I want to find the minimal value of $\dfrac{|3a+4b-1|}{\sqrt {a^2+b^2}}$ with $\dfrac{1}{a^2}+\dfrac{1}{b^2}=25$
The answer is $\dfrac{12}{5}$
My attempt was:$\dfrac{1}{a^2}+\dfrac{1}{b^2}=25\implies a^2+b^2=25a^2b^2\implies \sqrt{a^2+b^2}=5|a||b|$
Thus, I turn the original formula into $$\frac{|3a+4b-1|}{5|a||b|}=\dfrac{1}{5}\frac{|3a+4b-1|}{|a||b|}$$
That is I only need to find the minimum of $\dfrac{|3a+4b-1|}{|a||b|}$, but I got stuck here due to absolute values.
I also tried to use the relation of $\dfrac{1}{a^2}+\dfrac{1}{b^2}=25$ to make $a=…b$ and tried to make the original formula to a function only involves $a$ (or $b$) and take the derivative, but this seems won't work so well, and the calculation is terrifying.

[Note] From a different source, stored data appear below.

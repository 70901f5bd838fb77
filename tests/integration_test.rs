// Integration tests for Lexer + Parser + Compiler + Evaluator
//
// These tests run complete filters through the public API and check the
// observable behaviour of the engine end to end.

use jqlite::{jvalue, CompileError, CompiledFilter, JValue, RuntimeError};

fn run(filter: &str, input: JValue) -> Result<Vec<JValue>, RuntimeError> {
    CompiledFilter::compile(filter).unwrap().run(input).collect()
}

fn run_ok(filter: &str, input: JValue) -> Vec<JValue> {
    run(filter, input).unwrap()
}

fn run_json(filter: &str, json: &str) -> Vec<JValue> {
    run_ok(filter, JValue::from_json_str(json).unwrap())
}

#[test]
fn test_identity_round_trip() {
    let json = r#"{"a":[1,2.5,"x",null,true,{"b":{}}],"c":[]}"#;
    let outputs = run_json(".", json);
    assert_eq!(outputs.len(), 1);
    assert_eq!(outputs[0].to_json_string().unwrap(), json);
}

#[test]
fn test_comma_is_additive() {
    let input = jvalue!([1, 2, 3]);
    let a = run_ok(".[]", input.clone());
    let b = run_ok(".[0], .[1]", input.clone());
    let both = run_ok("(.[]), (.[0], .[1])", input);
    assert_eq!(both.len(), a.len() + b.len());
    assert_eq!(both, a.into_iter().chain(b).collect::<Vec<_>>());
}

#[test]
fn test_pipe_is_flat_map() {
    assert_eq!(
        run_ok(".[] | (., . * 10)", jvalue!([1, 2])),
        vec![jvalue!(1), jvalue!(10), jvalue!(2), jvalue!(20)]
    );
}

#[test]
fn test_pipe_is_lazy() {
    // Only as much of the infinite generator runs as the caller pulls.
    let filter = CompiledFilter::compile("range(infinite) | . * 2").unwrap();
    let first: Vec<JValue> = filter.run(JValue::Null).take(3).map(|r| r.unwrap()).collect();
    assert_eq!(first, vec![jvalue!(0), jvalue!(2), jvalue!(4)]);

    // An error later in the sequence is never reached.
    let filter = CompiledFilter::compile("1, error(\"late\")").unwrap();
    let mut outputs = filter.run(JValue::Null);
    assert_eq!(outputs.next().unwrap().unwrap(), jvalue!(1));
}

#[test]
fn test_select() {
    assert_eq!(run_ok(".[] | select(. > 2)", jvalue!([1, 2, 3, 4])), vec![jvalue!(3), jvalue!(4)]);
}

#[test]
fn test_try_catch_division_by_zero() {
    assert_eq!(run_ok("try (1/0) catch \"err\"", JValue::Null), vec![jvalue!("err")]);

    let filter = CompiledFilter::compile("1/0").unwrap();
    let mut outputs = filter.run(JValue::Null);
    assert!(outputs.next().unwrap().is_err());
    assert!(outputs.next().is_none());
}

#[test]
fn test_error_ends_the_sequence_after_partial_outputs() {
    let filter = CompiledFilter::compile(".[] | 10 / .").unwrap();
    let outputs: Vec<_> = filter.run(jvalue!([2, 0, 5])).collect();
    assert_eq!(outputs.len(), 2);
    assert_eq!(outputs[0].as_ref().unwrap(), &jvalue!(5));
    assert!(outputs[1].is_err());
}

#[test]
fn test_try_only_catches_its_branch() {
    assert_eq!(
        run_ok("[.[] | try (if . == 2 then error(\"x\") else . end) catch \"caught\"]", jvalue!([1, 2, 3])),
        vec![jvalue!([1, "caught", 3])]
    );
    assert_eq!(run_ok("[.[] | (1 / .)?]", jvalue!([1, 0, 2])), vec![jvalue!([1, 0.5])]);
}

#[test]
fn test_empty() {
    assert!(run_ok("empty", jvalue!({"a": 1})).is_empty());
    assert_eq!(run_ok("[empty]", JValue::Null), vec![jvalue!([])]);
}

#[test]
fn test_compile_errors_precede_evaluation() {
    assert!(CompiledFilter::compile(". @@@ .").is_err());
    match CompiledFilter::compile("[1,2,3") {
        Err(CompileError::Syntax(e)) => assert!(e.to_string().contains("unclosed '['"), "{}", e),
        other => panic!("expected a syntax error, got {:?}", other.map(|_| ())),
    }
    assert!(matches!(
        CompiledFilter::compile("$nope"),
        Err(CompileError::UndefinedVariable(_))
    ));
}

#[test]
fn test_reduce_and_foreach() {
    assert_eq!(run_ok("reduce .[] as $x (0; . + $x)", jvalue!([1, 2, 3])), vec![jvalue!(6)]);
    assert_eq!(
        run_ok("[foreach .[] as $x (0; . + $x)]", jvalue!([1, 2, 3])),
        vec![jvalue!([1, 3, 6])]
    );
    assert_eq!(
        run_ok("[foreach .[] as $x (0; . + $x; [$x, .])]", jvalue!([1, 2])),
        vec![jvalue!([[1, 1], [2, 3]])]
    );
}

#[test]
fn test_total_order() {
    let ordered = ["null", "false", "true", "0", "\"a\"", "[]", "{}"];
    for (i, lhs) in ordered.iter().enumerate() {
        for (j, rhs) in ordered.iter().enumerate() {
            let filter = format!("{} < {}", lhs, rhs);
            assert_eq!(run_ok(&filter, JValue::Null), vec![JValue::Bool(i < j)], "{}", filter);
        }
    }
}

#[test]
fn test_compilation_is_deterministic() {
    let source = "[.[] | {k: ., v: (. * 2)}] | group_by(.v % 3) | map(length)";
    let input = jvalue!([1, 2, 3, 4, 5, 6, 7]);
    let first = run_ok(source, input.clone());
    let second = run_ok(source, input);
    assert_eq!(first, second);
}

#[test]
fn test_user_functions_and_closures() {
    assert_eq!(
        run_ok("def fac: if . <= 1 then 1 else . * (. - 1 | fac) end; [.[] | fac]", jvalue!([1, 5])),
        vec![jvalue!([1, 120])]
    );
    assert_eq!(
        run_ok("def apply(f; $n): [range($n) | f]; apply(. * .; 4)", JValue::Null),
        vec![jvalue!([0, 1, 4, 9])]
    );
    assert_eq!(
        run_ok("1 as $x | def f: $x; 2 as $x | [f, $x]", JValue::Null),
        vec![jvalue!([1, 2])]
    );
    assert_eq!(run_ok("def length: 42; [1] | length", JValue::Null), vec![jvalue!(42)]);
}

#[test]
fn test_destructuring() {
    assert_eq!(
        run_ok(". as [$a, {b: $c}] | [$a, $c]", jvalue!([1, {"b": 2}])),
        vec![jvalue!([1, 2])]
    );
    assert_eq!(
        run_ok(". as {$a, \"k\": [$b]} | $a + $b", jvalue!({"a": 1, "k": [2]})),
        vec![jvalue!(3)]
    );
}

#[test]
fn test_label_break() {
    assert_eq!(
        run_ok("[label $out | .[] | if . > 2 then ., break $out else . end]", jvalue!([1, 2, 3, 4])),
        vec![jvalue!([1, 2, 3])]
    );
}

#[test]
fn test_assignment_family() {
    let input = jvalue!({"a": [1, 2], "b": null});
    assert_eq!(run_ok(".a[] |= . + 1", input.clone()), vec![jvalue!({"a": [2, 3], "b": null})]);
    assert_eq!(run_ok(".b = .a", input.clone()), vec![jvalue!({"a": [1, 2], "b": [1, 2]})]);
    assert_eq!(run_ok(".a[0] += 10", input.clone()), vec![jvalue!({"a": [11, 2], "b": null})]);
    assert_eq!(run_ok(".b //= 5", input.clone()), vec![jvalue!({"a": [1, 2], "b": 5})]);
    assert_eq!(run_ok("del(.a[0])", input.clone()), vec![jvalue!({"a": [2], "b": null})]);
    assert_eq!(run_ok("[path(..)]", jvalue!({"a": [1]})), vec![jvalue!([[], ["a"], ["a", 0]])]);
    assert_eq!(
        run_ok("(.[] | select(. == 2)) |= empty", jvalue!([1, 2, 3])),
        vec![jvalue!([1, 3])]
    );
}

#[test]
fn test_string_features() {
    assert_eq!(run_ok("\"x=\\(.x), y=\\(.y)\"", jvalue!({"x": 1, "y": "a"})), vec![jvalue!("x=1, y=a")]);
    assert_eq!(run_ok("@base64 \"v:\\(.)\"", jvalue!("hi")), vec![jvalue!("v:aGk=")]);
    assert_eq!(run_ok("@csv", jvalue!([1, "a"])), vec![jvalue!("1,\"a\"")]);
    assert_eq!(run_ok(".[2:4]", jvalue!("abcdef")), vec![jvalue!("cd")]);
    assert_eq!(run_ok("$__loc__", JValue::Null), vec![jvalue!({"file": "<stdin>", "line": 1})]);
}

#[test]
fn test_optional_and_alternative() {
    assert_eq!(run_ok("[.[] | .a?]", jvalue!([1, {"a": 2}])), vec![jvalue!([2])]);
    assert_eq!(run_ok(".a // \"d\"", jvalue!({"a": false})), vec![jvalue!("d")]);
    assert_eq!(run_ok("(.a, .b) // 3", jvalue!({"a": null, "b": 1})), vec![jvalue!(1)]);
    assert_eq!(run_ok("[.. | numbers]", jvalue!([1, [2, {"a": 3}]])), vec![jvalue!([1, 2, 3])]);
}

#[test]
fn test_deep_recursion_does_not_overflow() {
    assert_eq!(
        run_ok("[limit(3; repeat(. + 1))] | last", jvalue!(0)),
        vec![jvalue!(2)]
    );
    assert_eq!(run_ok("reduce range(100000) as $i (0; . + 1)", JValue::Null), vec![jvalue!(100000)]);
    assert_eq!(run_ok("last(range(200000))", JValue::Null), vec![jvalue!(199999)]);
}

#[test]
fn test_deep_user_recursion() {
    assert_eq!(
        run_ok("def f: if . < 30000 then . + 1 | f else . end; f", jvalue!(0)),
        vec![jvalue!(30000)]
    );
    assert_eq!(
        run_ok("def f: ., (. + 1 | f); [limit(3; f)]", jvalue!(0)),
        vec![jvalue!([0, 1, 2])]
    );
}

#[test]
fn test_runaway_recursion_is_an_error() {
    match run("def f: f; f", JValue::Null) {
        Err(e) => assert_eq!(e.to_string(), "f/0 exceeded the maximum call depth of 100000"),
        Ok(v) => panic!("expected an error, got {:?}", v),
    }
    assert_eq!(
        run_ok("def f: 1 + f; try f catch \"caught\"", JValue::Null),
        vec![jvalue!("caught")]
    );
}

#[test]
fn test_foreach_is_lazy() {
    assert_eq!(
        run_ok("first(foreach (1, 2) as $x (0; range(infinite)))", JValue::Null),
        vec![jvalue!(0)]
    );
    assert_eq!(
        run_ok("[limit(3; foreach (1, 2) as $x (0; range(1e7)))]", JValue::Null),
        vec![jvalue!([0, 1, 2])]
    );
    // Every update output is emitted; the last one carries over.
    assert_eq!(
        run_ok("[foreach (1, 2) as $x (1; . + $x, . * 10)]", JValue::Null),
        vec![jvalue!([2, 10, 12, 100])]
    );
    assert_eq!(
        run_ok("[foreach (1, 2, 3) as $x (0; if $x == 2 then empty else . + $x end; [$x, .])]", JValue::Null),
        vec![jvalue!([[1, 1], [3, 4]])]
    );
}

By observation, I think this question might be able to deal with by geometry constructions, and I also tried this, even though I failed finally. But if it's possible, I really prefer only algebra way to solve this problem. Any help on this? Thanks in advance.
Best Answer
Let $x := 1/a, y := 1/b$. Then, $\dfrac{|3a+4b-1|}{|ab|} = |3x + 4y - xy|$ and hence we need to consider $|3x + 4y - xy|$ under the condition that $x^2 + y^2 = 1$.
We can use the Lagrange multiplier theorem or simply let $(x,y) = (\cos\theta,\sin\theta)$ and consider $|3\cos\theta + 4\sin\theta - \cos\theta\sin\theta|$.